PROBLEM REQUIREMENTS
Work out how many lines of the data contain "names" and reply with that number alone.

----------------

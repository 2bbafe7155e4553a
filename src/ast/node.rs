//! Statement / structural AST family (§3).

use crate::ast::expr::Expr;
use crate::error::Span;

#[cfg_attr(feature = "bytecode-cache", derive(serde::Serialize, serde::Deserialize))]
#[derive(Debug, Clone, PartialEq)]
pub enum ForTarget {
    Single(String),
    Tuple(Vec<String>),
}

#[cfg_attr(feature = "bytecode-cache", derive(serde::Serialize, serde::Deserialize))]
#[derive(Debug, Clone, PartialEq)]
pub struct BlockNode {
    pub name: String,
    pub body: Vec<Node>,
    pub scoped: bool,
    pub required: bool,
}

#[cfg_attr(feature = "bytecode-cache", derive(serde::Serialize, serde::Deserialize))]
#[derive(Debug, Clone, PartialEq)]
pub struct IncludeNode {
    pub target: Expr,
    pub with_context: bool,
    pub ignore_missing: bool,
}

#[cfg_attr(feature = "bytecode-cache", derive(serde::Serialize, serde::Deserialize))]
#[derive(Debug, Clone, PartialEq)]
pub struct ImportNode {
    pub target: Expr,
    pub alias: String,
    pub with_context: bool,
}

#[cfg_attr(feature = "bytecode-cache", derive(serde::Serialize, serde::Deserialize))]
#[derive(Debug, Clone, PartialEq)]
pub struct FromImportNode {
    pub target: Expr,
    /// `(imported_name, optional_alias)`.
    pub names: Vec<(String, Option<String>)>,
    pub with_context: bool,
}

#[cfg_attr(feature = "bytecode-cache", derive(serde::Serialize, serde::Deserialize))]
#[derive(Debug, Clone, PartialEq)]
pub struct EmbedNode {
    pub target: Expr,
    pub with_context: bool,
}

#[cfg_attr(feature = "bytecode-cache", derive(serde::Serialize, serde::Deserialize))]
#[derive(Debug, Clone, PartialEq)]
pub struct IfNode {
    pub test: Expr,
    pub body: Vec<Node>,
    pub elifs: Vec<(Expr, Vec<Node>)>,
    pub else_body: Vec<Node>,
}

#[cfg_attr(feature = "bytecode-cache", derive(serde::Serialize, serde::Deserialize))]
#[derive(Debug, Clone, PartialEq)]
pub struct ForNode {
    pub target: ForTarget,
    pub iter: Expr,
    pub body: Vec<Node>,
    pub empty_body: Vec<Node>,
    pub recursive: bool,
    pub filter: Option<Expr>,
}

#[cfg_attr(feature = "bytecode-cache", derive(serde::Serialize, serde::Deserialize))]
#[derive(Debug, Clone, PartialEq)]
pub struct WithNode {
    pub bindings: Vec<(String, Expr)>,
    pub body: Vec<Node>,
}

#[cfg_attr(feature = "bytecode-cache", derive(serde::Serialize, serde::Deserialize))]
#[derive(Debug, Clone, PartialEq)]
pub struct WithHugoNode {
    pub expr: Expr,
    pub bound_name: Option<String>,
    pub body: Vec<Node>,
}

#[cfg_attr(feature = "bytecode-cache", derive(serde::Serialize, serde::Deserialize))]
#[derive(Debug, Clone, PartialEq)]
pub struct CaptureNode {
    pub name: String,
    pub body: Vec<Node>,
    pub filter: Option<String>,
}

#[cfg_attr(feature = "bytecode-cache", derive(serde::Serialize, serde::Deserialize))]
#[derive(Debug, Clone, PartialEq)]
pub struct CacheNode {
    pub key: Expr,
    pub ttl: Option<Expr>,
    pub depends: Vec<Expr>,
    pub body: Vec<Node>,
}

#[cfg_attr(feature = "bytecode-cache", derive(serde::Serialize, serde::Deserialize))]
#[derive(Debug, Clone, PartialEq)]
pub struct FilterBlockNode {
    pub filter: String,
    pub args: Vec<Expr>,
    pub body: Vec<Node>,
}

#[cfg_attr(feature = "bytecode-cache", derive(serde::Serialize, serde::Deserialize))]
#[derive(Debug, Clone, PartialEq)]
pub struct MacroNode {
    pub name: String,
    pub args: Vec<String>,
    pub defaults: Vec<(String, Expr)>,
    pub body: Vec<Node>,
}

#[cfg_attr(feature = "bytecode-cache", derive(serde::Serialize, serde::Deserialize))]
#[derive(Debug, Clone, PartialEq)]
pub struct CallBlockNode {
    pub call: Expr,
    pub body: Vec<Node>,
}

#[cfg_attr(feature = "bytecode-cache", derive(serde::Serialize, serde::Deserialize))]
#[derive(Debug, Clone, PartialEq)]
pub enum Pattern {
    Const(crate::ast::expr::Literal),
    Name(String),
    Wildcard,
}

#[cfg_attr(feature = "bytecode-cache", derive(serde::Serialize, serde::Deserialize))]
#[derive(Debug, Clone, PartialEq)]
pub struct MatchNode {
    pub subject: Expr,
    pub arms: Vec<(Pattern, Vec<Node>)>,
}

#[cfg_attr(feature = "bytecode-cache", derive(serde::Serialize, serde::Deserialize))]
#[derive(Debug, Clone, PartialEq)]
pub struct UnlessNode {
    pub test: Expr,
    pub body: Vec<Node>,
    pub else_body: Vec<Node>,
}

/// An immutable, tagged tree node carrying its own source position.
#[cfg_attr(feature = "bytecode-cache", derive(serde::Serialize, serde::Deserialize))]
#[derive(Debug, Clone, PartialEq)]
pub enum Node {
    Data(Span, String),
    Output(Span, Expr, Option<bool>),
    Block(Span, BlockNode),
    Extends(Span, Expr),
    Include(Span, IncludeNode),
    Import(Span, ImportNode),
    FromImport(Span, FromImportNode),
    Raw(Span, String),
    Embed(Span, EmbedNode),
    If(Span, IfNode),
    For(Span, ForNode),
    Set(Span, String, Expr),
    Let(Span, String, Expr),
    Export(Span, String, Expr),
    With(Span, WithNode),
    WithHugo(Span, WithHugoNode),
    Do(Span, Expr),
    Capture(Span, CaptureNode),
    Cache(Span, CacheNode),
    FilterBlock(Span, FilterBlockNode),
    Macro(Span, MacroNode),
    CallBlock(Span, CallBlockNode),
    Match(Span, MatchNode),
    Unless(Span, UnlessNode),
    Break(Span),
    Continue(Span),
    Spaceless(Span, Vec<Node>),
}

impl Node {
    pub fn span(&self) -> Span {
        match self {
            Node::Data(s, _)
            | Node::Output(s, ..)
            | Node::Block(s, _)
            | Node::Extends(s, _)
            | Node::Include(s, _)
            | Node::Import(s, _)
            | Node::FromImport(s, _)
            | Node::Raw(s, _)
            | Node::Embed(s, _)
            | Node::If(s, _)
            | Node::For(s, _)
            | Node::Set(s, ..)
            | Node::Let(s, ..)
            | Node::Export(s, ..)
            | Node::With(s, _)
            | Node::WithHugo(s, _)
            | Node::Do(s, _)
            | Node::Capture(s, _)
            | Node::Cache(s, _)
            | Node::FilterBlock(s, _)
            | Node::Macro(s, _)
            | Node::CallBlock(s, _)
            | Node::Match(s, _)
            | Node::Unless(s, _)
            | Node::Break(s)
            | Node::Continue(s)
            | Node::Spaceless(s, _) => *s,
        }
    }

    /// Walks direct child node sequences (non-recursive); used by tree
    /// utilities like the optimizer and the block-hash fingerprinter.
    pub fn children(&self) -> Vec<&[Node]> {
        match self {
            Node::Block(_, b) => vec![&b.body],
            Node::If(_, n) => {
                let mut v = vec![n.body.as_slice()];
                for (_, body) in &n.elifs {
                    v.push(body.as_slice());
                }
                v.push(n.else_body.as_slice());
                v
            }
            Node::For(_, n) => vec![n.body.as_slice(), n.empty_body.as_slice()],
            Node::With(_, n) => vec![n.body.as_slice()],
            Node::WithHugo(_, n) => vec![n.body.as_slice()],
            Node::Capture(_, n) => vec![n.body.as_slice()],
            Node::Cache(_, n) => vec![n.body.as_slice()],
            Node::FilterBlock(_, n) => vec![n.body.as_slice()],
            Node::Macro(_, n) => vec![n.body.as_slice()],
            Node::CallBlock(_, n) => vec![n.body.as_slice()],
            Node::Match(_, n) => n.arms.iter().map(|(_, b)| b.as_slice()).collect(),
            Node::Unless(_, n) => vec![n.body.as_slice(), n.else_body.as_slice()],
            Node::Spaceless(_, body) => vec![body.as_slice()],
            _ => vec![],
        }
    }
}

/// The parsed, immutable document produced by the parser. Plays the role of
/// the spec's `Template(body)` structural node: the AST root is not itself
/// a `Node` variant because it additionally tracks `extends`.
#[cfg_attr(feature = "bytecode-cache", derive(serde::Serialize, serde::Deserialize))]
#[derive(Debug, Clone, PartialEq, Default)]
pub struct Ast {
    pub nodes: Vec<Node>,
    pub extends: Option<Expr>,
}

impl Ast {
    /// Collects every `{% block name %}` at any nesting depth, in document
    /// order, erroring on duplicate names as required by the `Block.name`
    /// uniqueness invariant.
    pub fn collect_blocks(&self) -> Result<Vec<&BlockNode>, String> {
        let mut out = Vec::new();
        let mut seen = std::collections::HashSet::new();
        collect_blocks_rec(&self.nodes, &mut out, &mut seen)?;
        Ok(out)
    }
}

fn collect_blocks_rec<'a>(
    nodes: &'a [Node],
    out: &mut Vec<&'a BlockNode>,
    seen: &mut std::collections::HashSet<String>,
) -> Result<(), String> {
    for node in nodes {
        if let Node::Block(_, b) = node {
            if !seen.insert(b.name.clone()) {
                return Err(format!("duplicate block name {:?}", b.name));
            }
            out.push(b);
        }
        for child_seq in node.children() {
            collect_blocks_rec(child_seq, out, seen)?;
        }
    }
    Ok(())
}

----------------

ANSWER FOR THIS EXERCISE
2